Michelle is currently starring as the Wicked Queen in Snow White at the Tyne Theatre in the city.  She arrived in full costume with the cast, which included Britain's Got Talent (BGT) Winner Matt Pagan 'The Prince', and impressionist and BGT finalist Danny Poshill, who came as 'Dame Dotty Donut.'  

Michelle, who gave out Christmas-themed chocolates and sweets on the ward with her pantomime co-stars, said: “It breaks my heart to see these kids being treated for cancer when they are so young.

“The youngest I’ve met today is a tiny baby with a brain tumour.

“I’ve also met children the same age as my own – and it is awful to think they have such a horrible disease.

“No child should get cancer. But that’s why it is vital we give as much as we can to support them this Christmas.”

CLIC Sargent support

Michelle also met CLIC Sargent's Gary McCoy and learnt more about how CLIC Sargent's care team work alongside hospital staff to provide essential emotional, practical and financial support to young cancer patients and their families.  

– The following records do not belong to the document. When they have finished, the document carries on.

use std::collections::HashSet;
use std::fs::{self, OpenOptions};
use std::path::{Path, PathBuf};
use std::sync::Arc;
use log::debug;
use crate::error::{CpdpError, Result};
use crate::metrics::{self, METRIC_NAMES};
use crate::pipeline::{IterationContext, PipelineOutput};
use crate::store::{ResultRow, ResultStore, RowKey};

pub const DEFAULT_THRESHOLD: f64 = 0.5;

/// Whether the result-file header still has to be written for the current experiment.
/// Owned by the engine loop and threaded into every evaluation.
#[derive(Debug, Clone, Copy, PartialEq)]
pub struct HeaderState {
    written: bool,
}

impl HeaderState {
    pub fn new() -> HeaderState {
        HeaderState { written: false }
    }

    pub fn already_written() -> HeaderState {
        HeaderState { written: true }
    }

    pub fn pending(&self) -> bool {
        !self.written
    }

    pub fn mark_written(&mut self) {
        self.written = true;
    }
}

impl Default for HeaderState {
    fn default() -> Self {
        HeaderState::new()
    }
}

/// Classifiers of one iteration whose row already exists, per destination.
/// Empty when the run does not resume: every row is then written everywhere.
#[derive(Debug, Clone, Default, PartialEq)]
pub struct StoredRows {
    pub in_file: HashSet<String>,
    /// One set per store, in store order
    pub in_stores: Vec<HashSet<String>>,
}

impl StoredRows {
    pub fn none() -> StoredRows {
        StoredRows::default()
    }

    /// Rows of `classifiers` already present in the result file and in every store
    pub fn lookup(
        ctx: &IterationContext,
        classifiers: &[String],
        in_file: &HashSet<RowKey>,
        stores: &[Arc<dyn ResultStore>],
    ) -> Result<StoredRows> {
        let key = |classifier: &String| RowKey::new(&ctx.version, ctx.repeat, ctx.fold, classifier);
        let mut stored = StoredRows {
            in_file: classifiers.iter().filter(|&c| in_file.contains(&key(c))).cloned().collect(),
            in_stores: Vec::with_capacity(stores.len()),
        };
        for store in stores {
            let mut held = HashSet::new();
            for classifier in classifiers {
                if store.has_row(&ctx.experiment, &key(classifier))? {
                    held.insert(classifier.clone());
                }
            }
            stored.in_stores.push(held);
        }
        Ok(stored)
    }

    /// True when no destination misses the row of `classifier`
    pub fn complete(&self, classifier: &str) -> bool {
        self.in_file.contains(classifier) && self.in_stores.iter().all(|held| held.contains(classifier))
    }

    fn in_store(&self, store: usize, classifier: &str) -> bool {
        self.in_stores.get(store).map(|held| held.contains(classifier)).unwrap_or(false)
    }
}

pub fn header() -> Vec<String> {
    ["experiment", "version", "repeat", "fold", "classifier", "size_test", "size_training"]
        .iter()
        .chain(METRIC_NAMES.iter())
        .map(|s| s.to_string())
        .collect()
}

fn record(row: &ResultRow) -> Vec<String> {
    let mut fields = vec![
        row.experiment.clone(),
        row.version.clone(),
        row.repeat.to_string(),
        row.fold.to_string(),
        row.classifier.clone(),
        row.size_test.to_string(),
        row.size_training.to_string(),
    ];
    fields.extend(row.metrics.iter().map(|(_, v)| v.to_string()));
    fields
}

/// Scores fitted models on the test slice and writes one row per model
pub struct Evaluator {
    output: Option<PathBuf>,
    pub threshold: f64,
}

impl Evaluator {
    pub fn new() -> Evaluator {
        Evaluator { output: None, threshold: DEFAULT_THRESHOLD }
    }

    /// Must be called before the first evaluation
    pub fn configure(&mut self, path: PathBuf) {
        self.output = Some(path);
    }

    pub fn output(&self) -> Option<&Path> {
        self.output.as_deref()
    }

    /// Keys of the rows already in the result file; empty when there is no such file
    pub fn existing_rows(&self) -> Result<HashSet<RowKey>> {
        let mut keys = HashSet::new();
        let path = match &self.output {
            Some(path) if path.exists() => path,
            _ => return Ok(keys),
        };
        let mut reader = csv::ReaderBuilder::new().has_headers(true).from_path(path)?;
        for record in reader.records() {
            let record = record?;
            let field = |i: usize| record.get(i).unwrap_or("");
            let index = |i: usize| field(i).parse::<usize>()
                .map_err(|_| CpdpError::Storage(format!("{}: unreadable row {:?}", path.display(), record)));
            keys.insert(RowKey::new(field(1), index(2)?, index(3)?, field(4)));
        }
        debug!("{}: {} rows already written", path.display(), keys.len());
        Ok(keys)
    }

    pub fn rows(&self, ctx: &IterationContext, output: &PipelineOutput, efforts: &[f64], num_bugs: &[f64]) -> Vec<ResultRow> {
        output.models.iter().map(|fitted| {
            let scores: Vec<f64> = output.test.X.iter().map(|row| fitted.model.predict(row)).collect();
            ResultRow {
                experiment: ctx.experiment.clone(),
                version: ctx.version.clone(),
                repeat: ctx.repeat,
                fold: ctx.fold,
                classifier: fitted.name.clone(),
                size_test: output.test.len(),
                size_training: output.training.len(),
                metrics: metrics::compute(&scores, num_bugs, efforts, self.threshold),
                efforts: efforts.to_vec(),
                num_bugs: num_bugs.to_vec(),
            }
        }).collect()
    }

    /// Writes the rows of every fitted model, header first when still pending, then
    /// forwards them to the stores. A row goes only to the destinations of `stored`
    /// that miss it. Returns the number of rows that were new somewhere.
    pub fn apply(
        &self,
        ctx: &IterationContext,
        output: &PipelineOutput,
        efforts: &[f64],
        num_bugs: &[f64],
        header_state: &mut HeaderState,
        stores: &[Arc<dyn ResultStore>],
        stored: &StoredRows,
    ) -> Result<usize> {
        let path = self.output.as_ref()
            .ok_or_else(|| CpdpError::Config("evaluator used before being configured".to_string()))?;

        let rows: Vec<ResultRow> = self.rows(ctx, output, efforts, num_bugs).into_iter()
            .filter(|row| !stored.complete(&row.classifier))
            .collect();
        if rows.is_empty() { return Ok(0) }
        let file_rows: Vec<&ResultRow> = rows.iter().filter(|row| !stored.in_file.contains(&row.classifier)).collect();
        if file_rows.is_empty() {
            return self.forward(&rows, stores, stored);
        }

        if let Some(dir) = path.parent() {
            if !dir.as_os_str().is_empty() { fs::create_dir_all(dir)? }
        }

        let pending = header_state.pending();
        let file = OpenOptions::new()
            .create(true)
            .write(true)
            .append(!pending)
            .truncate(pending)
            .open(path)?;
        let mut writer = csv::WriterBuilder::new().has_headers(false).from_writer(file);
        if pending {
            debug!("{}: writing header to {}", ctx, path.display());
            writer.write_record(header())?;
        }
        for row in &file_rows {
            writer.write_record(record(row))?;
        }
        writer.flush()?;
        if pending { header_state.mark_written() }

        self.forward(&rows, stores, stored)
    }

    fn forward(&self, rows: &[ResultRow], stores: &[Arc<dyn ResultStore>], stored: &StoredRows) -> Result<usize> {
        for row in rows {
            for (i, store) in stores.iter().enumerate() {
                if !stored.in_store(i, &row.classifier) {
                    store.append(row)?;
                }
            }
        }
        Ok(rows.len())
    }
}

impl Default for Evaluator {
    fn default() -> Self {
        Evaluator::new()
    }
}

Since 2005, CLIC Sargent’s Newcastle team has supported 2,030 children and young people with cancer and their families.  

They check in with children and parents they support regularly and chat to them about how they are feeling and to see if they need any help with anything - or simply need somebody to talk to.  

Cancer costs

Every family who accepts help from CLIC Sargent receives a grant of £170 to help them cope with the immediate extra costs that they have as a result of their child being admitted to hospital.

According to CLIC Sargent research,  on average a parent who has a child on active cancer treatment faces additional living expenses of £600 a month.  Three in five parents accumulate some form of debt as a result of their child’s illness, with one in six of those having borrowed more than £5,000.

Social Workers arrange grants and advocate for them to help them get the benefits and other support they’re entitled to. Last year CLIC Sargent's Newcastle team supported 401 children and young and awarded £52,804 in grants. 

Social Workers also help children stay in education by talking to their schools and teachers so that when they are well enough they can get the right support when they return to class in-between or after treatment. 

Support this Christmas

11 children are diagnosed with cancer every day in the UK.

And, this festive season alone, CLIC Sargent are helping 3,800 families affected by the disease.